BEGIN EXTRACTED ENTRIES

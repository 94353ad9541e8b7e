use sea_orm_migration::prelude::*;

pub struct Migration;

impl MigrationName for Migration {
    fn name(&self) -> &str {
        "m20261001_000003_create_coupons_tables"
    }
}

#[async_trait::async_trait]
impl MigrationTrait for Migration {
    async fn up(&self, manager: &SchemaManager) -> Result<(), DbErr> {
        manager
            .create_table(
                Table::create()
                    .table(Coupons::Table)
                    .if_not_exists()
                    .col(ColumnDef::new(Coupons::Id).uuid().not_null().primary_key())
                    .col(
                        ColumnDef::new(Coupons::Code)
                            .string_len(64)
                            .not_null()
                            .unique_key(),
                    )
                    .col(ColumnDef::new(Coupons::Description).text().null())
                    .col(ColumnDef::new(Coupons::CouponType).string_len(32).not_null())
                    .col(ColumnDef::new(Coupons::Value).decimal_len(16, 4).not_null())
                    .col(
                        ColumnDef::new(Coupons::MinimumOrderAmount)
                            .decimal_len(16, 4)
                            .not_null()
                            .default(0),
                    )
                    .col(
                        ColumnDef::new(Coupons::MaximumDiscountAmount)
                            .decimal_len(16, 4)
                            .null(),
                    )
                    .col(ColumnDef::new(Coupons::UsageLimit).integer().null())
                    .col(
                        ColumnDef::new(Coupons::UsageLimitPerUser)
                            .integer()
                            .not_null()
                            .default(1),
                    )
                    .col(
                        ColumnDef::new(Coupons::UsedCount)
                            .integer()
                            .not_null()
                            .default(0),
                    )
                    .col(
                        ColumnDef::new(Coupons::ValidFrom)
                            .timestamp_with_time_zone()
                            .not_null(),
                    )
                    .col(
                        ColumnDef::new(Coupons::ValidUntil)
                            .timestamp_with_time_zone()
                            .not_null(),
                    )
                    .col(
                        ColumnDef::new(Coupons::IsActive)
                            .boolean()
                            .not_null()
                            .default(true),
                    )
                    .col(
                        ColumnDef::new(Coupons::FirstTimeUserOnly)
                            .boolean()
                            .not_null()
                            .default(false),
                    )
                    .col(ColumnDef::new(Coupons::CreatedBy).uuid().null())
                    .col(
                        ColumnDef::new(Coupons::CreatedAt)
                            .timestamp_with_time_zone()
                            .not_null(),
                    )
                    .col(
                        ColumnDef::new(Coupons::UpdatedAt)
                            .timestamp_with_time_zone()
                            .not_null(),
                    )
                    .to_owned(),
            )
            .await?;

        manager
            .create_table(
                Table::create()
                    .table(CouponTargets::Table)
                    .if_not_exists()
                    .col(ColumnDef::new(CouponTargets::Id).uuid().not_null().primary_key())
                    .col(ColumnDef::new(CouponTargets::CouponId).uuid().not_null())
                    .col(ColumnDef::new(CouponTargets::Kind).string_len(32).not_null())
                    .col(ColumnDef::new(CouponTargets::TargetId).uuid().not_null())
                    .foreign_key(
                        ForeignKey::create()
                            .name("fk_coupon_targets_coupon_id")
                            .from(CouponTargets::Table, CouponTargets::CouponId)
                            .to(Coupons::Table, Coupons::Id),
                    )
                    .to_owned(),
            )
            .await?;

        manager
            .create_table(
                Table::create()
                    .table(CouponUsages::Table)
                    .if_not_exists()
                    .col(ColumnDef::new(CouponUsages::Id).uuid().not_null().primary_key())
                    .col(ColumnDef::new(CouponUsages::CouponId).uuid().not_null())
                    .col(ColumnDef::new(CouponUsages::UserId).uuid().not_null())
                    .col(ColumnDef::new(CouponUsages::OrderId).uuid().not_null())
                    .col(
                        ColumnDef::new(CouponUsages::DiscountAmount)
                            .decimal_len(16, 4)
                            .not_null(),
                    )
                    .col(
                        ColumnDef::new(CouponUsages::UsedAt)
                            .timestamp_with_time_zone()
                            .not_null(),
                    )
                    .foreign_key(
                        ForeignKey::create()
                            .name("fk_coupon_usages_coupon_id")
                            .from(CouponUsages::Table, CouponUsages::CouponId)
                            .to(Coupons::Table, Coupons::Id),
                    )
                    .to_owned(),
            )
            .await?;

        // One redemption per (coupon, order).
        manager
            .create_index(
                Index::create()
                    .if_not_exists()
                    .name("idx_coupon_usages_coupon_order")
                    .table(CouponUsages::Table)
                    .col(CouponUsages::CouponId)
                    .col(CouponUsages::OrderId)
                    .unique()
                    .to_owned(),
            )
            .await?;

        manager
            .create_index(
                Index::create()
                    .if_not_exists()
                    .name("idx_coupon_usages_coupon_user")
                    .table(CouponUsages::Table)
                    .col(CouponUsages::CouponId)
                    .col(CouponUsages::UserId)
                    .to_owned(),
            )
            .await
    }

    async fn down(&self, manager: &SchemaManager) -> Result<(), DbErr> {
        manager
            .drop_table(Table::drop().table(CouponUsages::Table).to_owned())
            .await?;
        manager
            .drop_table(Table::drop().table(CouponTargets::Table).to_owned())
            .await?;
        manager
            .drop_table(Table::drop().table(Coupons::Table).to_owned())
            .await
    }
}

#[derive(DeriveIden)]
enum Coupons {
    Table,
    Id,
    Code,
    Description,
    CouponType,
    Value,
    MinimumOrderAmount,
    MaximumDiscountAmount,
    UsageLimit,
    UsageLimitPerUser,
    UsedCount,
    ValidFrom,
    ValidUntil,
    IsActive,
    FirstTimeUserOnly,
    CreatedBy,
    CreatedAt,
    UpdatedAt,
}

#[derive(DeriveIden)]
enum CouponTargets {
    Table,
    Id,
    CouponId,
    Kind,
    TargetId,
}

#[derive(DeriveIden)]
enum CouponUsages {
    Table,
    Id,
    CouponId,
    UserId,
    OrderId,
    DiscountAmount,
    UsedAt,
}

END EXTRACTED ENTRIES

TASK BRIEF:
Copy out every line of the data that includes "CouponType".

WRITTEN REPLY:
                    .col(ColumnDef::new(Coupons::CouponType).string_len(32).not_null())
    CouponType,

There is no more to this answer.